Specific treatment recommendations are not included in this report because the HIV-related clinical entities associated with HHV-8, such as KS and Castleman disease, are oncologic and traditionally have been treated with cytotoxic chemotherapy. However, in HIV-infected patients with KS, effective suppression of HIV replication with cART may prevent KS progression or occurrence of new lesions. Therefore, cART is recommended for all HIV-infected patients with evidence of active KS and other HHV-8-associated malignant lymphoproliferative disorders (AIII). Appropriate chemotherapy, in combination with potent cART, should be considered for patients with visceral KS or primary effusion lymphoma (BII*). A retrospective analysis of 28 HIV-infected children in Mozambique treated with cART and 6 cycles of monthly paclitaxel showed that treatment was well-tolerated and resulted in complete and sustained remission of KS in 19 children.38
In HIV-infected adults with KS, HHV-8 cellular viremia and higher viral load have been associated with disease progression.40 Treatment with specific antiviral agents that have in vitro activity against the lytic but not latent phase of HHV-8 (e.g., ganciclovir, foscarnet, cidofovir), has not been widely studied. No therapeutic effect was noted when oral valganciclovir was given to five HIV-negative adults with KS.41 In addition, the vast majority of infected cells are not undergoing lytic replication, and anti-herpesvirus medications have had little or no effect on established KS or HHV-8 cellular viremia. Studies are under way of methods that induce lytic replication or attack the episomal (latent) HHV-8 genome.42,43
In contrast to KS, in Castleman disease, many of the cells support lytic replication of HHV-8, and treatment with anti-herpesvirus drugs has led to substantial clinical improvement in some studies.43 IV ganciclovir or oral valganciclovir is recommended for treating multicentric Castleman disease (BIII)44 and may be a useful adjunct for treating primary effusion lymphoma (BIII).45,46
Monitoring and Adverse Events (Including IRIS)

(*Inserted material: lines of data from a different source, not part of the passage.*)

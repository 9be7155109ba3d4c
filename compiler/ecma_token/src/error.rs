//! Errors raised by the token catalog.

use thiserror::Error;

/// A token code with no catalog entry.
///
/// Signals that the catalog and its consumer disagree about the code space.
/// This is a programming defect, not a recoverable input error, so callers
/// propagate it rather than retry.
#[derive(Copy, Clone, Debug, PartialEq, Eq, Hash, Error)]
#[error("unknown token code {code}")]
pub struct UnknownToken {
    code: i32,
}

impl UnknownToken {
    #[inline]
    pub(crate) const fn new(code: i32) -> Self {
        UnknownToken { code }
    }

    /// The offending raw code.
    #[inline]
    pub const fn code(self) -> i32 {
        self.code
    }
}
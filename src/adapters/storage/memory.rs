use crate::core::registration::next_chest_number;
use crate::core::{NewRegistrant, Registrant, RegistrantStore};
use crate::utils::error::StoreError;
use async_trait::async_trait;
use chrono::Utc;
use std::sync::Arc;
use tokio::sync::Mutex;

/// In-process registrant store. The chest number is picked and the record
/// pushed under one lock, so concurrent writers never share a number.
#[derive(Debug, Clone, Default)]
pub struct MemoryRegistrantStore {
    records: Arc<Mutex<Vec<Registrant>>>,
}

impl MemoryRegistrantStore {
    pub fn new() -> Self {
        Self::default()
    }

    /// 以既有紀錄起始，例如接續前一批報名的號碼布
    pub fn with_registrants(records: Vec<Registrant>) -> Self {
        Self {
            records: Arc::new(Mutex::new(records)),
        }
    }

    pub async fn registrants(&self) -> Vec<Registrant> {
        self.records.lock().await.clone()
    }
}

fn highest(records: &[Registrant]) -> Option<i64> {
    records.iter().map(|r| r.chest_number).max()
}

#[async_trait]
impl RegistrantStore for MemoryRegistrantStore {
    async fn highest_chest_number(&self) -> Result<Option<i64>, StoreError> {
        Ok(highest(&self.records.lock().await))
    }

    async fn create(&self, record: NewRegistrant) -> Result<Registrant, StoreError> {
        let mut records = self.records.lock().await;

        let now = Utc::now();
        let registrant = Registrant {
            id: records.len() as i64 + 1,
            name: record.name,
            email: record.email,
            phone: record.phone,
            age: record.age,
            gender: record.gender,
            category: record.category,
            payment_id: record.payment_id,
            chest_number: next_chest_number(highest(&records)),
            created_at: now,
            updated_at: now,
        };
        records.push(registrant.clone());

        Ok(registrant)
    }

    async fn count(&self) -> Result<u64, StoreError> {
        Ok(self.records.lock().await.len() as u64)
    }
}

#[cfg(test)]
mod tests {
    use super::*;
    use crate::core::Gender;

    fn new_record(payment_id: &str) -> NewRegistrant {
        NewRegistrant {
            name: "A".to_string(),
            email: "a@x.com".to_string(),
            phone: "111".to_string(),
            age: 30,
            gender: Gender::Male,
            category: "open".to_string(),
            payment_id: payment_id.to_string(),
        }
    }

    #[tokio::test]
    async fn test_empty_store_has_no_highest() {
        let store = MemoryRegistrantStore::new();
        assert_eq!(store.highest_chest_number().await.unwrap(), None);
        assert_eq!(store.count().await.unwrap(), 0);
    }

    #[tokio::test]
    async fn test_create_assigns_ids_and_chest_numbers() {
        let store = MemoryRegistrantStore::new();
        let first = tokio_test::assert_ok!(store.create(new_record("pay_1")).await);
        let second = tokio_test::assert_ok!(store.create(new_record("pay_2")).await);

        assert_eq!((first.id, first.chest_number), (1, 1000));
        assert_eq!((second.id, second.chest_number), (2, 1001));
        assert_eq!(second.created_at, second.updated_at);
        assert_eq!(store.highest_chest_number().await.unwrap(), Some(1001));
        assert_eq!(store.count().await.unwrap(), 2);
    }

    #[tokio::test(flavor = "multi_thread", worker_threads = 4)]
    async fn test_parallel_creates_get_consecutive_numbers() {
        let store = MemoryRegistrantStore::new();

        let handles: Vec<_> = (0..16)
            .map(|i| {
                let store = store.clone();
                tokio::spawn(async move { store.create(new_record(&format!("pay_{}", i))).await })
            })
            .collect();
        for handle in handles {
            tokio_test::assert_ok!(handle.await.unwrap());
        }

        let mut numbers: Vec<i64> = store.registrants().await.iter().map(|r| r.chest_number).collect();
        numbers.sort_unstable();
        assert_eq!(numbers, (1000..1016).collect::<Vec<i64>>());
    }

    #[tokio::test]
    async fn test_same_email_is_allowed() {
        let store = MemoryRegistrantStore::new();
        store.create(new_record("pay_1")).await.unwrap();
        store.create(new_record("pay_2")).await.unwrap();

        let emails: Vec<String> = store.registrants().await.into_iter().map(|r| r.email).collect();
        assert_eq!(emails, vec!["a@x.com", "a@x.com"]);
    }
}
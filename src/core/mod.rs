pub mod registration;

pub use crate::domain::model::{
    FieldError, Gender, NewRegistrant, Order, Payment, Registrant, RegistrantDetails,
    RegistrationFields, VerificationFields,
};
pub use crate::domain::ports::{ConfigProvider, PaymentGateway, RegistrantStore};
pub use crate::utils::error::{RegistrationError, Result};
pub use registration::RegistrationService;
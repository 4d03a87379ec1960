pub mod adapters;
pub mod api;
pub mod app;
pub mod config;
pub mod core;
pub mod domain;
pub mod utils;

#[cfg(feature = "cli")]
pub use config::CliConfig;

pub use adapters::{MemoryRegistrantStore, PostgresRegistrantStore, RazorpayClient};
pub use api::{create_router, AppState};
pub use config::TomlConfig;
pub use crate::core::registration::RegistrationService;
pub use utils::error::{AppError, GatewayError, RegistrationError, Result, StoreError};
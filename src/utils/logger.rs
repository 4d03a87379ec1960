use tracing_subscriber::{layer::SubscriberExt, util::SubscriberInitExt, EnvFilter};

const DEFAULT_FILTER: &str = "race_registration=info,tower_http=info";
const VERBOSE_FILTER: &str = "race_registration=debug,tower_http=debug,info";

fn env_filter(verbose: bool) -> EnvFilter {
    let fallback = if verbose { VERBOSE_FILTER } else { DEFAULT_FILTER };
    EnvFilter::try_from_default_env().unwrap_or_else(|_| EnvFilter::new(fallback))
}

pub fn init_logger(verbose: bool, json: bool) {
    if json {
        init_json_logger(verbose);
    } else {
        init_cli_logger(verbose);
    }
}

pub fn init_cli_logger(verbose: bool) {
    tracing_subscriber::registry()
        .with(env_filter(verbose))
        .with(
            tracing_subscriber::fmt::layer()
                .with_target(false)
                .with_thread_ids(false)
                .with_file(false)
                .with_line_number(false)
                .compact(),
        )
        .init();
}

pub fn init_json_logger(verbose: bool) {
    tracing_subscriber::registry()
        .with(env_filter(verbose))
        .with(
            tracing_subscriber::fmt::layer()
                .with_target(false)
                .with_thread_ids(false)
                .with_file(false)
                .with_line_number(false)
                .json(), // 部署環境統一收集 JSON 日誌
        )
        .init();
}
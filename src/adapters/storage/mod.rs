pub mod memory;
pub mod postgres;

pub use memory::MemoryRegistrantStore;
pub use postgres::PostgresRegistrantStore;
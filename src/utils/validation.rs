use crate::domain::model::FieldError;
use crate::utils::error::{AppError, Result};
use regex::Regex;
use std::sync::LazyLock;
use url::Url;

pub trait Validate {
    fn validate(&self) -> Result<()>;
}

static EMAIL_PATTERN: LazyLock<Regex> = LazyLock::new(|| {
    Regex::new(r"^[A-Za-z0-9.!#$%&'*+/=?^_`{|}~-]+@[A-Za-z0-9](?:[A-Za-z0-9-]{0,61}[A-Za-z0-9])?(?:\.[A-Za-z0-9](?:[A-Za-z0-9-]{0,61}[A-Za-z0-9])?)+$")
        .expect("email pattern is a valid regex")
});

static CURRENCY_PATTERN: LazyLock<Regex> =
    LazyLock::new(|| Regex::new(r"^[A-Z]{3}$").expect("currency pattern is a valid regex"));

pub fn is_valid_email(value: &str) -> bool {
    let value = value.trim();
    value.len() <= 254 && EMAIL_PATTERN.is_match(value)
}

/// 接受 JSON 整數或整數字串，且必須 >= 1
pub fn parse_positive_int(value: &serde_json::Value) -> Option<u32> {
    let parsed = match value {
        serde_json::Value::Number(n) => n.as_u64(),
        serde_json::Value::String(s) => s.trim().parse::<u64>().ok(),
        _ => None,
    }?;

    match u32::try_from(parsed) {
        Ok(age) if age >= 1 => Some(age),
        _ => None,
    }
}

/// 文字欄位接受 JSON 字串、數字或布林，轉成字串；陣列、物件與 null 視為缺漏
pub fn scalar_text(value: &serde_json::Value) -> Option<String> {
    match value {
        serde_json::Value::String(s) => Some(s.clone()),
        serde_json::Value::Number(n) => Some(n.to_string()),
        serde_json::Value::Bool(b) => Some(b.to_string()),
        _ => None,
    }
}

/// 逐欄收集請求驗證錯誤，不在第一個錯誤就中止
#[derive(Debug, Default)]
pub struct FieldValidator {
    errors: Vec<FieldError>,
}

impl FieldValidator {
    pub fn new() -> Self {
        Self::default()
    }

    pub fn fail(&mut self, field: &str, message: &str) {
        self.errors.push(FieldError::new(field, message));
    }

    pub fn non_empty<'a>(&mut self, field: &str, value: Option<&'a str>, message: &str) -> Option<&'a str> {
        match value {
            Some(v) if !v.trim().is_empty() => Some(v),
            _ => {
                self.fail(field, message);
                None
            }
        }
    }

    pub fn email<'a>(&mut self, field: &str, value: Option<&'a str>, message: &str) -> Option<&'a str> {
        match value {
            Some(v) if is_valid_email(v) => Some(v),
            _ => {
                self.fail(field, message);
                None
            }
        }
    }

    pub fn positive_int(&mut self, field: &str, value: Option<&serde_json::Value>, message: &str) -> Option<u32> {
        let parsed = value.and_then(parse_positive_int);
        if parsed.is_none() {
            self.fail(field, message);
        }
        parsed
    }

    pub fn parse<T: std::str::FromStr>(&mut self, field: &str, value: Option<&str>, message: &str) -> Option<T> {
        let parsed = value.and_then(|v| v.parse::<T>().ok());
        if parsed.is_none() {
            self.fail(field, message);
        }
        parsed
    }

    pub fn finish(self) -> std::result::Result<(), Vec<FieldError>> {
        if self.errors.is_empty() {
            Ok(())
        } else {
            Err(self.errors)
        }
    }
}

pub fn validate_url(field_name: &str, url_str: &str) -> Result<()> {
    if url_str.is_empty() {
        return Err(AppError::InvalidConfigValueError {
            field: field_name.to_string(),
            value: url_str.to_string(),
            reason: "URL cannot be empty".to_string(),
        });
    }

    match Url::parse(url_str) {
        Ok(url) => match url.scheme() {
            "http" | "https" => Ok(()),
            scheme => Err(AppError::InvalidConfigValueError {
                field: field_name.to_string(),
                value: url_str.to_string(),
                reason: format!("Unsupported URL scheme: {}", scheme),
            }),
        },
        Err(e) => Err(AppError::InvalidConfigValueError {
            field: field_name.to_string(),
            value: url_str.to_string(),
            reason: format!("Invalid URL format: {}", e),
        }),
    }
}

pub fn validate_database_url(field_name: &str, url_str: &str) -> Result<()> {
    match Url::parse(url_str) {
        Ok(url) if matches!(url.scheme(), "postgres" | "postgresql") => Ok(()),
        Ok(url) => Err(AppError::InvalidConfigValueError {
            field: field_name.to_string(),
            value: url.scheme().to_string(),
            reason: "Only postgres:// connection strings are supported".to_string(),
        }),
        // 連線字串可能含密碼，不回顯原值
        Err(e) => Err(AppError::InvalidConfigValueError {
            field: field_name.to_string(),
            value: "<redacted>".to_string(),
            reason: format!("Invalid connection string: {}", e),
        }),
    }
}

pub fn validate_required_field<'a, T>(field_name: &str, value: &'a Option<T>) -> Result<&'a T> {
    value.as_ref().ok_or_else(|| AppError::MissingConfigError {
        field: field_name.to_string(),
    })
}

pub fn validate_non_empty_string(field_name: &str, value: &str) -> Result<()> {
    if value.trim().is_empty() {
        return Err(AppError::InvalidConfigValueError {
            field: field_name.to_string(),
            value: value.to_string(),
            reason: "Value cannot be empty or whitespace-only".to_string(),
        });
    }
    Ok(())
}

pub fn validate_positive_number(field_name: &str, value: i64, min_value: i64) -> Result<()> {
    if value < min_value {
        return Err(AppError::InvalidConfigValueError {
            field: field_name.to_string(),
            value: value.to_string(),
            reason: format!("Value must be at least {}", min_value),
        });
    }
    Ok(())
}

pub fn validate_currency_code(field_name: &str, value: &str) -> Result<()> {
    if !CURRENCY_PATTERN.is_match(value) {
        return Err(AppError::InvalidConfigValueError {
            field: field_name.to_string(),
            value: value.to_string(),
            reason: "Currency must be a three-letter uppercase ISO 4217 code".to_string(),
        });
    }
    Ok(())
}

#[cfg(test)]
mod tests {
    use super::*;
    use serde_json::json;

    #[test]
    fn test_is_valid_email() {
        assert!(is_valid_email("a@x.com"));
        assert!(is_valid_email("first.last+tag@sub.example.org"));
        assert!(!is_valid_email(""));
        assert!(!is_valid_email("no-at-sign"));
        assert!(!is_valid_email("a@localhost"));
        assert!(!is_valid_email("a b@x.com"));
    }

    #[test]
    fn test_parse_positive_int() {
        assert_eq!(parse_positive_int(&json!(30)), Some(30));
        assert_eq!(parse_positive_int(&json!("42")), Some(42));
        assert_eq!(parse_positive_int(&json!(0)), None);
        assert_eq!(parse_positive_int(&json!(-3)), None);
        assert_eq!(parse_positive_int(&json!(12.5)), None);
        assert_eq!(parse_positive_int(&json!("abc")), None);
        assert_eq!(parse_positive_int(&json!(null)), None);
    }

    #[test]
    fn test_scalar_text() {
        assert_eq!(scalar_text(&json!("Asha")).as_deref(), Some("Asha"));
        assert_eq!(scalar_text(&json!(9876543210u64)).as_deref(), Some("9876543210"));
        assert_eq!(scalar_text(&json!(true)).as_deref(), Some("true"));
        assert_eq!(scalar_text(&json!(null)), None);
        assert_eq!(scalar_text(&json!(["a"])), None);
        assert_eq!(scalar_text(&json!({"first": "A"})), None);
    }

    #[test]
    fn test_field_validator_collects_every_error() {
        let mut v = FieldValidator::new();
        v.non_empty("name", Some("  "), "Name is required");
        v.email("email", Some("bad"), "Valid email is required");
        v.non_empty("phone", Some("111"), "Phone number is required");

        let errors = v.finish().unwrap_err();
        let fields: Vec<&str> = errors.iter().map(|e| e.field.as_str()).collect();
        assert_eq!(fields, vec!["name", "email"]);
    }

    #[test]
    fn test_validate_url() {
        assert!(validate_url("razorpay.base_url", "https://api.razorpay.com").is_ok());
        assert!(validate_url("razorpay.base_url", "http://127.0.0.1:8080").is_ok());
        assert!(validate_url("razorpay.base_url", "").is_err());
        assert!(validate_url("razorpay.base_url", "ftp://example.com").is_err());
    }

    #[test]
    fn test_validate_database_url() {
        assert!(validate_database_url("database.url", "postgres://u:p@localhost/db").is_ok());
        assert!(validate_database_url("database.url", "mongodb://localhost/db").is_err());
        assert!(validate_database_url("database.url", "not a url").is_err());
    }

    #[test]
    fn test_validate_currency_code() {
        assert!(validate_currency_code("registration.currency", "INR").is_ok());
        assert!(validate_currency_code("registration.currency", "inr").is_err());
        assert!(validate_currency_code("registration.currency", "RUPEE").is_err());
    }
}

Rapid progression of KS after initiation of cART and after a change from a failing regimen to a more potent one has been reported, representing immune reconstitution inflammatory syndrome (IRIS) associated with immunologic improvement. IRIS-related progression of KS usually appeared within 8 weeks after start of a potent cART regimen. Most patients experienced rapid progression of cutaneous lesions; however, sudden worsening of pulmonary KS, with resultant deaths, was reported in at least 4 patients. All reported fatalities were linked to pulmonary KS. In most cases, cART was continued with stabilization and then regression of lesions. In more severe cases, especially those involving visceral lesions, chemotherapy was instituted, and in combination with cART, led to regression of the KS.47,48
For patients with disease manifestations of HHV-8 infection who are treated with ganciclovir or valganciclovir, refer to the chapter on CMV infections (Monitoring and Adverse Events) for information on treatment-associated adverse events.
Managing Treatment Failure
No recommendations exist for management of treatment failure.
Effective suppression of HIV replication with cART in HIV-infected patients with KS may prevent KS progression or occurrence of new lesions and is recommended for all individuals with evidence of active KS and other HHV-8-associated malignant lymphoproliferative disorders (AIII).